Stored items
◇ ◇ ◇ ◇
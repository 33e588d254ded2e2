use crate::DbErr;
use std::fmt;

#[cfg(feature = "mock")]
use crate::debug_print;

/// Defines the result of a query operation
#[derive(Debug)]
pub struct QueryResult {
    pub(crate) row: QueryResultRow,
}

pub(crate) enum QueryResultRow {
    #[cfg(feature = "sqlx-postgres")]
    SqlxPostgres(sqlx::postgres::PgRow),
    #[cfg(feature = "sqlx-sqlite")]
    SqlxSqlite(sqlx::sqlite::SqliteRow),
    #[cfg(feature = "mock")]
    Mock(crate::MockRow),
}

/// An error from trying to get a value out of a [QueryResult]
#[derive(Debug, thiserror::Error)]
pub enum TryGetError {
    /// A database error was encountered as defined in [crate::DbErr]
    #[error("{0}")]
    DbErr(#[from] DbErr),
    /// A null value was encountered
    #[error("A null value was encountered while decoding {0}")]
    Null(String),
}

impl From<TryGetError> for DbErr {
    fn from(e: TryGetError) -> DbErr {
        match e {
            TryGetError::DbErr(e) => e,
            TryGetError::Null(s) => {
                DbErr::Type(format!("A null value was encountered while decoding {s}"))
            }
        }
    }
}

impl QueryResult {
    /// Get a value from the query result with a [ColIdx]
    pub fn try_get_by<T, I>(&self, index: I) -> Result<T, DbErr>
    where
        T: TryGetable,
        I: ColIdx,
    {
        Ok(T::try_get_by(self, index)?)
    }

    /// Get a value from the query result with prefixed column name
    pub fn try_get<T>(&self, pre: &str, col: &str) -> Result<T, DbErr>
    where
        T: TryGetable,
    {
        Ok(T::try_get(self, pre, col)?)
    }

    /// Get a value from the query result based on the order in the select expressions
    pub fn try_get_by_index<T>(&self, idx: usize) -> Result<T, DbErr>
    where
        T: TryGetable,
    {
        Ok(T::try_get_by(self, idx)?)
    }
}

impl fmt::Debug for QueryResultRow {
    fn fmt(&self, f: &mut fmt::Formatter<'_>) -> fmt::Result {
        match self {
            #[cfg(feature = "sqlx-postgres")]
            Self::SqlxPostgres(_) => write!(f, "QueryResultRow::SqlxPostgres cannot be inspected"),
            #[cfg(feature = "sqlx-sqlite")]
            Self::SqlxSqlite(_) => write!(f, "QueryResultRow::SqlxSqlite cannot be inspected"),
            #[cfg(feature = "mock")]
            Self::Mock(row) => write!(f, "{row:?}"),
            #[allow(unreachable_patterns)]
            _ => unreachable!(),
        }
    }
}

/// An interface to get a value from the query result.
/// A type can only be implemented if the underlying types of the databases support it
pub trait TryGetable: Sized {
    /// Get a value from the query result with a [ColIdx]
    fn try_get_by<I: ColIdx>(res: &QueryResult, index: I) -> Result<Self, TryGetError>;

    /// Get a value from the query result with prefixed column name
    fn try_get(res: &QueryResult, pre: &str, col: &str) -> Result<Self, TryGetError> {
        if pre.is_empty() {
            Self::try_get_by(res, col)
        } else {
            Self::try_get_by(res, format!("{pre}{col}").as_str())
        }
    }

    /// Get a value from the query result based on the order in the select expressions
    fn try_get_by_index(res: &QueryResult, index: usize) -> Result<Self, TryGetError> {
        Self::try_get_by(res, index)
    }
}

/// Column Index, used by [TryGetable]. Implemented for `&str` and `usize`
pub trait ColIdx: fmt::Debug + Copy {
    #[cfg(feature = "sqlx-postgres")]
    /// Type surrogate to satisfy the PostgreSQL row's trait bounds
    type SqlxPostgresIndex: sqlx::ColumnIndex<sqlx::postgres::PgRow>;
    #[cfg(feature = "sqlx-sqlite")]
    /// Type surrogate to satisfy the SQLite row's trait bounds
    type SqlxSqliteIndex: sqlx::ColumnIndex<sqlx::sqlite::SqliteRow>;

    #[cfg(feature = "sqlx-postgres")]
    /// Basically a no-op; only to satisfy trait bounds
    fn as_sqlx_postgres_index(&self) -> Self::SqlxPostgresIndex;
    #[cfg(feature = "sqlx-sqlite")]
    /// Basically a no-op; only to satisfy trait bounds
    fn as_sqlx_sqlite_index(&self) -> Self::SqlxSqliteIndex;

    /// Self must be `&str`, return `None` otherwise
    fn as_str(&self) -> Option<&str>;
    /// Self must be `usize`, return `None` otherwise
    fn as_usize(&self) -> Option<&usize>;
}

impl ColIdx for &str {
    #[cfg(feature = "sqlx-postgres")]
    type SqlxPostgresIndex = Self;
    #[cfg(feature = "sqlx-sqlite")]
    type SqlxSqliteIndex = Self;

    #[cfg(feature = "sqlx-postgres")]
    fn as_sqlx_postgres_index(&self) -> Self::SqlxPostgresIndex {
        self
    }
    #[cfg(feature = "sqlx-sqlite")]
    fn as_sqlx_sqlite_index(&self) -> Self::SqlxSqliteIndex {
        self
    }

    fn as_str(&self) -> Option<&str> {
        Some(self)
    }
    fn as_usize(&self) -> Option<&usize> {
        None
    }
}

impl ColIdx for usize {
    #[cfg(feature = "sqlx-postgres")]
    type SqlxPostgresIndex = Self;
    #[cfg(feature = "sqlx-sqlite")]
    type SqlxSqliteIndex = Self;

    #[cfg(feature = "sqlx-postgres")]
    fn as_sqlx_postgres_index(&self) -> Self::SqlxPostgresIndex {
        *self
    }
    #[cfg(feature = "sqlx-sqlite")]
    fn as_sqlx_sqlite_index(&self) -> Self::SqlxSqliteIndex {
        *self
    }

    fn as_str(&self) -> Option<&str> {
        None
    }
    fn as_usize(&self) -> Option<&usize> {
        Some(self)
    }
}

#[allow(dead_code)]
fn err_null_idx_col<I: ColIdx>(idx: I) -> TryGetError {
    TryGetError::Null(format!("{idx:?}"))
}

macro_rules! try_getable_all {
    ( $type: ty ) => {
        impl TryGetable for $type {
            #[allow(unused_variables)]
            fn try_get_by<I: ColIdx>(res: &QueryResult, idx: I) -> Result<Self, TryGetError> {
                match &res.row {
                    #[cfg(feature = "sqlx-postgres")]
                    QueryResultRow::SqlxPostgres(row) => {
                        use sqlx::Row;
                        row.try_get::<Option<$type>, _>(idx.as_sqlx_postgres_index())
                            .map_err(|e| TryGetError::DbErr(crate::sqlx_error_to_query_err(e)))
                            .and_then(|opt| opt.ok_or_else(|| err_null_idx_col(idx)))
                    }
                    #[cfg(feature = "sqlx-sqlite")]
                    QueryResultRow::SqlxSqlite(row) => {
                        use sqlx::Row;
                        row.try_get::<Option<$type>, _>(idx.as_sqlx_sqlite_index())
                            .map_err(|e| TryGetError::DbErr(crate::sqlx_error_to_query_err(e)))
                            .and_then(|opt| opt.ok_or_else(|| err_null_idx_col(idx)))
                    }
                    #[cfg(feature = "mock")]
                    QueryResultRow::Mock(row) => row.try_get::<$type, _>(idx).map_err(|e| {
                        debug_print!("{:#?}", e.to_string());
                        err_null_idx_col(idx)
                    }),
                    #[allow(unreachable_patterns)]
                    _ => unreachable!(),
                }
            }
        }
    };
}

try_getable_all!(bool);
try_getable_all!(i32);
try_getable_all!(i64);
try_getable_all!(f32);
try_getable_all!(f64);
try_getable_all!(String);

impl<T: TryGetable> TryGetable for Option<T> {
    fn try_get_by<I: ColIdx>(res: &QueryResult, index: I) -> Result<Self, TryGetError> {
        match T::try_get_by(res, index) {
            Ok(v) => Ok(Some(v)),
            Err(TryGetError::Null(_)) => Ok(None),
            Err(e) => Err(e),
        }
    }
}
◇ ◇ ◇ ◇
- _Task item_:
Give the number of lines that hold the word "DbErr" in these records, with nothing added.

- _Task output_:
12